▶ **Work order**: Once the line containing "config.max_connections = n.max(1);" is found in the entries below, reproduce it and every line after it, stopping at and including the line containing "let pool = PgPoolOptions::new()"; reproduce nothing else, and keep each line exact.

[[ Material for this task open ]]

//! # lectern-jobs
//!
//! Lecture-video pipeline and the worker pool that schedules it.
//!
//! This crate provides:
//! - A bounded orchestrator with cooperative cancellation and task events
//! - Keyframe extraction (ffmpeg I-frames deduplicated by perceptual hash)
//! - OCR and ASR stages that degrade per frame instead of failing
//! - Sectioning and cached section summaries
//! - [`VideoPipeline`], the [`TaskRunner`] that ties the stages together
//!
//! ## Example
//!
//! ```ignore
//! use std::sync::Arc;
//! use lectern_jobs::{Orchestrator, OrchestratorConfig, PipelineConfig, VideoPipeline};
//!
//! let pipeline = VideoPipeline::new(services, PipelineConfig::from_env());
//! let orchestrator = Orchestrator::builder(Arc::new(pipeline))
//!     .with_config(OrchestratorConfig::from_env())
//!     .start();
//!
//! let (task_id, token) = orchestrator.submit(video_id, StageSet::all(), false).await?;
//! let mut events = orchestrator.events();
//! while let Ok(event) = events.recv().await {
//!     println!("Event: {:?}", event);
//! }
//!
//! orchestrator.shutdown().await;
//! ```

pub mod handler;
pub mod logger;
pub mod media;
pub mod notifier;
pub mod orchestrator;
pub mod pipeline;
pub mod stages;

// Re-export core types
pub use lectern_core::*;

pub use handler::{NoOpRunner, ProgressCallback, TaskContext, TaskOutcome, TaskRunner};
pub use logger::TaskLogger;
pub use media::{FfmpegToolkit, FrameHash, MediaToolkit, RawFrame, VideoInfo};
pub use notifier::StoreTaskNotifier;
pub use orchestrator::{
    Orchestrator, OrchestratorBuilder, OrchestratorConfig, OrchestratorEvent, PoolStatus,
    CANCELLED_MESSAGE,
};
pub use pipeline::{PipelineConfig, PipelineServices, VideoPipeline};
pub use stages::{
    align_segments, group_keyframes_into_sections, section_cache_key, AsrStage,
    KeyframeExtractor, OcrStage, SectionConfig, SectionSummarizer,
};
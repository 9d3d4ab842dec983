//! OpenAI-compatible inference backend.
//!
//! Works with any endpoint that speaks the OpenAI embeddings and chat
//! completions API: OpenAI itself, SiliconFlow, vLLM, LocalAI, or Ollama in
//! compatibility mode.

mod backend;
mod types;

pub use backend::{
    OpenAIBackend, OpenAIConfig, DEFAULT_DIMENSION, DEFAULT_EMBED_MODEL, DEFAULT_GEN_MODEL,
    DEFAULT_OPENAI_URL, DEFAULT_TIMEOUT_SECS,
};
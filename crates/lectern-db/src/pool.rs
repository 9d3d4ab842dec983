//! Connection pool sized for the pipeline worker pool.

use std::time::{Duration, Instant};

use sqlx::postgres::{PgPool, PgPoolOptions};
use tracing::{info, warn};

use lectern_core::{defaults, Error, Result};

/// Pool settings.
///
/// Every worker persists keyframes and appends task log records, so the
/// default size follows the worker count rather than a fixed number.
#[derive(Debug, Clone, PartialEq)]
pub struct PoolConfig {
    pub max_connections: u32,
    pub acquire_timeout: Duration,
    pub idle_timeout: Duration,
}

impl Default for PoolConfig {
    fn default() -> Self {
        Self::for_workers(defaults::POOL_WORKERS)
    }
}

impl PoolConfig {
    /// Enough connections for `workers` concurrent pipeline tasks.
    pub fn for_workers(workers: usize) -> Self {
        let workers = workers.max(1) as u32;
        Self {
            max_connections: workers * defaults::DB_CONNECTIONS_PER_WORKER
                + defaults::DB_RESERVED_CONNECTIONS,
            acquire_timeout: Duration::from_secs(defaults::DB_ACQUIRE_TIMEOUT_SECS),
            idle_timeout: Duration::from_secs(defaults::DB_IDLE_TIMEOUT_SECS),
        }
    }

    /// Size from `LECTERN_POOL_WORKERS`, then apply
    /// `LECTERN_DB_MAX_CONNECTIONS` and `LECTERN_DB_ACQUIRE_TIMEOUT` (seconds).
    pub fn from_env() -> Self {
        let workers = env_parse(defaults::ENV_POOL_WORKERS).unwrap_or(defaults::POOL_WORKERS);
        let mut config = Self::for_workers(workers);
        if let Some(n) = env_parse::<u32>(defaults::ENV_DB_MAX_CONNECTIONS) {
            config.max_connections = n.max(1);
        }
        if let Some(secs) = env_parse::<u64>(defaults::ENV_DB_ACQUIRE_TIMEOUT) {
            config.acquire_timeout = Duration::from_secs(secs);
        }
        config
    }

    pub fn with_max_connections(mut self, n: u32) -> Self {
        self.max_connections = n.max(1);
        self
    }

    pub fn with_acquire_timeout(mut self, timeout: Duration) -> Self {
        self.acquire_timeout = timeout;
        self
    }
}

fn env_parse<T: std::str::FromStr>(name: &str) -> Option<T> {
    std::env::var(name).ok().and_then(|v| v.parse().ok())
}

/// Connect with [`PoolConfig::from_env`].
pub async fn create_pool(database_url: &str) -> Result<PgPool> {
    create_pool_with_config(database_url, PoolConfig::from_env()).await
}

pub async fn create_pool_with_config(database_url: &str, config: PoolConfig) -> Result<PgPool> {
    let start = Instant::now();
    let pool = PgPoolOptions::new()
        .max_connections(config.max_connections)
        .acquire_timeout(config.acquire_timeout)
        .idle_timeout(config.idle_timeout)
        .connect(database_url)
        .await
        .map_err(Error::Database)?;

    info!(
        subsystem = "database",
        component = "pool",
        op = "connect",
        max_connections = config.max_connections,
        duration_ms = start.elapsed().as_millis() as u64,
        "Database pool ready"
    );
    Ok(pool)
}

/// Warn when every connection is checked out.
pub fn warn_if_saturated(pool: &PgPool) {
    let size = pool.size();
    if size > 0 && pool.num_idle() == 0 {
        warn!(
            subsystem = "database",
            component = "pool",
            pool_size = size,
            "No idle database connections"
        );
    }
}

#[cfg(test)]
mod tests {
    use super::*;

    #[test]
    fn test_pool_follows_worker_count() {
        assert_eq!(PoolConfig::for_workers(1).max_connections, 4);
        assert_eq!(PoolConfig::for_workers(4).max_connections, 10);
        assert_eq!(PoolConfig::for_workers(0), PoolConfig::for_workers(1));
    }

    #[test]
    fn test_from_env_overrides_and_ignores_garbage() {
        std::env::set_var(defaults::ENV_DB_MAX_CONNECTIONS, "many");
        std::env::set_var(defaults::ENV_DB_ACQUIRE_TIMEOUT, "5");
        let config = PoolConfig::from_env();
        std::env::remove_var(defaults::ENV_DB_MAX_CONNECTIONS);
        std::env::remove_var(defaults::ENV_DB_ACQUIRE_TIMEOUT);

        assert_eq!(config.acquire_timeout, Duration::from_secs(5));
        assert!(config.max_connections >= 4);
    }
}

[[ Material for this task closed ]]

▶ **Answer section**:
            config.max_connections = n.max(1);
        }
        if let Some(secs) = env_parse::<u64>(defaults::ENV_DB_ACQUIRE_TIMEOUT) {
            config.acquire_timeout = Duration::from_secs(secs);
        }
        config
    }

    pub fn with_max_connections(mut self, n: u32) -> Self {
        self.max_connections = n.max(1);
        self
    }

    pub fn with_acquire_timeout(mut self, timeout: Duration) -> Self {
        self.acquire_timeout = timeout;
        self
    }
}

fn env_parse<T: std::str::FromStr>(name: &str) -> Option<T> {
    std::env::var(name).ok().and_then(|v| v.parse().ok())
}

/// Connect with [`PoolConfig::from_env`].
pub async fn create_pool(database_url: &str) -> Result<PgPool> {
    create_pool_with_config(database_url, PoolConfig::from_env()).await
}

pub async fn create_pool_with_config(database_url: &str, config: PoolConfig) -> Result<PgPool> {
    let start = Instant::now();
    let pool = PgPoolOptions::new()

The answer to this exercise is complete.